» **Aim of the task**: Write out the full set of records below exactly.

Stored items

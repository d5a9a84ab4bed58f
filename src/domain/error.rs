use thiserror::Error;

/// Core domain errors
#[derive(Debug, Error)]
pub enum DomainError {
    #[error("Validation error: {message}")]
    Validation { message: String },

    #[error("Configuration error: {message}")]
    Configuration { message: String },

    #[error("Provider error: {provider} - {message}")]
    Provider { provider: String, message: String },

    #[error("Retrieval error: {message}")]
    Retrieval { message: String },

    #[error("Generation error: {message}")]
    Generation { message: String },

    #[error("Timed out after {elapsed_ms}ms: {operation}")]
    Timeout { operation: String, elapsed_ms: u64 },

    #[error("Request cancelled at stage: {stage}")]
    Cancelled { stage: String },

    #[error("Internal error: {message}")]
    Internal { message: String },
}

impl DomainError {
    pub fn validation(message: impl Into<String>) -> Self {
        Self::Validation {
            message: message.into(),
        }
    }

    pub fn configuration(message: impl Into<String>) -> Self {
        Self::Configuration {
            message: message.into(),
        }
    }

    pub fn provider(provider: impl Into<String>, message: impl Into<String>) -> Self {
        Self::Provider {
            provider: provider.into(),
            message: message.into(),
        }
    }

    pub fn retrieval(message: impl Into<String>) -> Self {
        Self::Retrieval {
            message: message.into(),
        }
    }

    pub fn generation(message: impl Into<String>) -> Self {
        Self::Generation {
            message: message.into(),
        }
    }

    pub fn timeout(operation: impl Into<String>, elapsed_ms: u64) -> Self {
        Self::Timeout {
            operation: operation.into(),
            elapsed_ms,
        }
    }

    pub fn cancelled(stage: impl Into<String>) -> Self {
        Self::Cancelled {
            stage: stage.into(),
        }
    }

    pub fn internal(message: impl Into<String>) -> Self {
        Self::Internal {
            message: message.into(),
        }
    }

    /// Whether the error was produced by a cancellation request
    pub fn is_cancelled(&self) -> bool {
        matches!(self, Self::Cancelled { .. })
    }

    /// The message without the variant prefix, for user-facing text
    pub fn detail(&self) -> String {
        match self {
            Self::Retrieval { message } | Self::Generation { message } => message.clone(),
            other => other.to_string(),
        }
    }
}

#[cfg(test)]
mod tests {
    use super::*;

    #[test]
    fn test_validation_error() {
        let error = DomainError::validation("Invalid input");
        assert_eq!(error.to_string(), "Validation error: Invalid input");
    }

    #[test]
    fn test_provider_error() {
        let error = DomainError::provider("openai", "HTTP 500");
        assert_eq!(error.to_string(), "Provider error: openai - HTTP 500");
    }

    #[test]
    fn test_timeout_error() {
        let error = DomainError::timeout("vector index query", 1500);
        assert_eq!(
            error.to_string(),
            "Timed out after 1500ms: vector index query"
        );
    }

    #[test]
    fn test_cancelled_error() {
        let error = DomainError::cancelled("retrieved");
        assert!(error.is_cancelled());
        assert!(!DomainError::internal("boom").is_cancelled());
    }

    #[test]
    fn test_detail_strips_stage_prefix() {
        assert_eq!(DomainError::retrieval("index down").detail(), "index down");
        assert_eq!(
            DomainError::provider("openai", "HTTP 500").detail(),
            "Provider error: openai - HTTP 500"
        );
    }
}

» **Finished task**:
repository d5a9a84ab4bed58f
filename src/domain/error.rs
use thiserror::Error;

/// Core domain errors
#[derive(Debug, Error)]
pub enum DomainError {
    #[error("Validation error: {message}")]
    Validation { message: String },

    #[error("Configuration error: {message}")]
    Configuration { message: String },

    #[error("Provider error: {provider} - {message}")]
    Provider { provider: String, message: String },

    #[error("Retrieval error: {message}")]
    Retrieval { message: String },

    #[error("Generation error: {message}")]
    Generation { message: String },

    #[error("Timed out after {elapsed_ms}ms: {operation}")]
    Timeout { operation: String, elapsed_ms: u64 },

    #[error("Request cancelled at stage: {stage}")]
    Cancelled { stage: String },

    #[error("Internal error: {message}")]
    Internal { message: String },
}

impl DomainError {
    pub fn validation(message: impl Into<String>) -> Self {
        Self::Validation {
            message: message.into(),
        }
    }

    pub fn configuration(message: impl Into<String>) -> Self {
        Self::Configuration {
            message: message.into(),
        }
    }

    pub fn provider(provider: impl Into<String>, message: impl Into<String>) -> Self {
        Self::Provider {
            provider: provider.into(),
            message: message.into(),
        }
    }

    pub fn retrieval(message: impl Into<String>) -> Self {
        Self::Retrieval {
            message: message.into(),
        }
    }

    pub fn generation(message: impl Into<String>) -> Self {
        Self::Generation {
            message: message.into(),
        }
    }

    pub fn timeout(operation: impl Into<String>, elapsed_ms: u64) -> Self {
        Self::Timeout {
            operation: operation.into(),
            elapsed_ms,
        }
    }

    pub fn cancelled(stage: impl Into<String>) -> Self {
        Self::Cancelled {
            stage: stage.into(),
        }
    }

    pub fn internal(message: impl Into<String>) -> Self {
        Self::Internal {
            message: message.into(),
        }
    }

    /// Whether the error was produced by a cancellation request
    pub fn is_cancelled(&self) -> bool {
        matches!(self, Self::Cancelled { .. })
    }

    /// The message without the variant prefix, for user-facing text
    pub fn detail(&self) -> String {
        match self {
            Self::Retrieval { message } | Self::Generation { message } => message.clone(),
            other => other.to_string(),
        }
    }
}

#[cfg(test)]
mod tests {
    use super::*;

    #[test]
    fn test_validation_error() {
        let error = DomainError::validation("Invalid input");
        assert_eq!(error.to_string(), "Validation error: Invalid input");
    }

    #[test]
    fn test_provider_error() {
        let error = DomainError::provider("openai", "HTTP 500");
        assert_eq!(error.to_string(), "Provider error: openai - HTTP 500");
    }

    #[test]
    fn test_timeout_error() {
        let error = DomainError::timeout("vector index query", 1500);
        assert_eq!(
            error.to_string(),
            "Timed out after 1500ms: vector index query"
        );
    }

    #[test]
    fn test_cancelled_error() {
        let error = DomainError::cancelled("retrieved");
        assert!(error.is_cancelled());
        assert!(!DomainError::internal("boom").is_cancelled());
    }

    #[test]
    fn test_detail_strips_stage_prefix() {
        assert_eq!(DomainError::retrieval("index down").detail(), "index down");
        assert_eq!(
            DomainError::provider("openai", "HTTP 500").detail(),
            "Provider error: openai - HTTP 500"
        );
    }
}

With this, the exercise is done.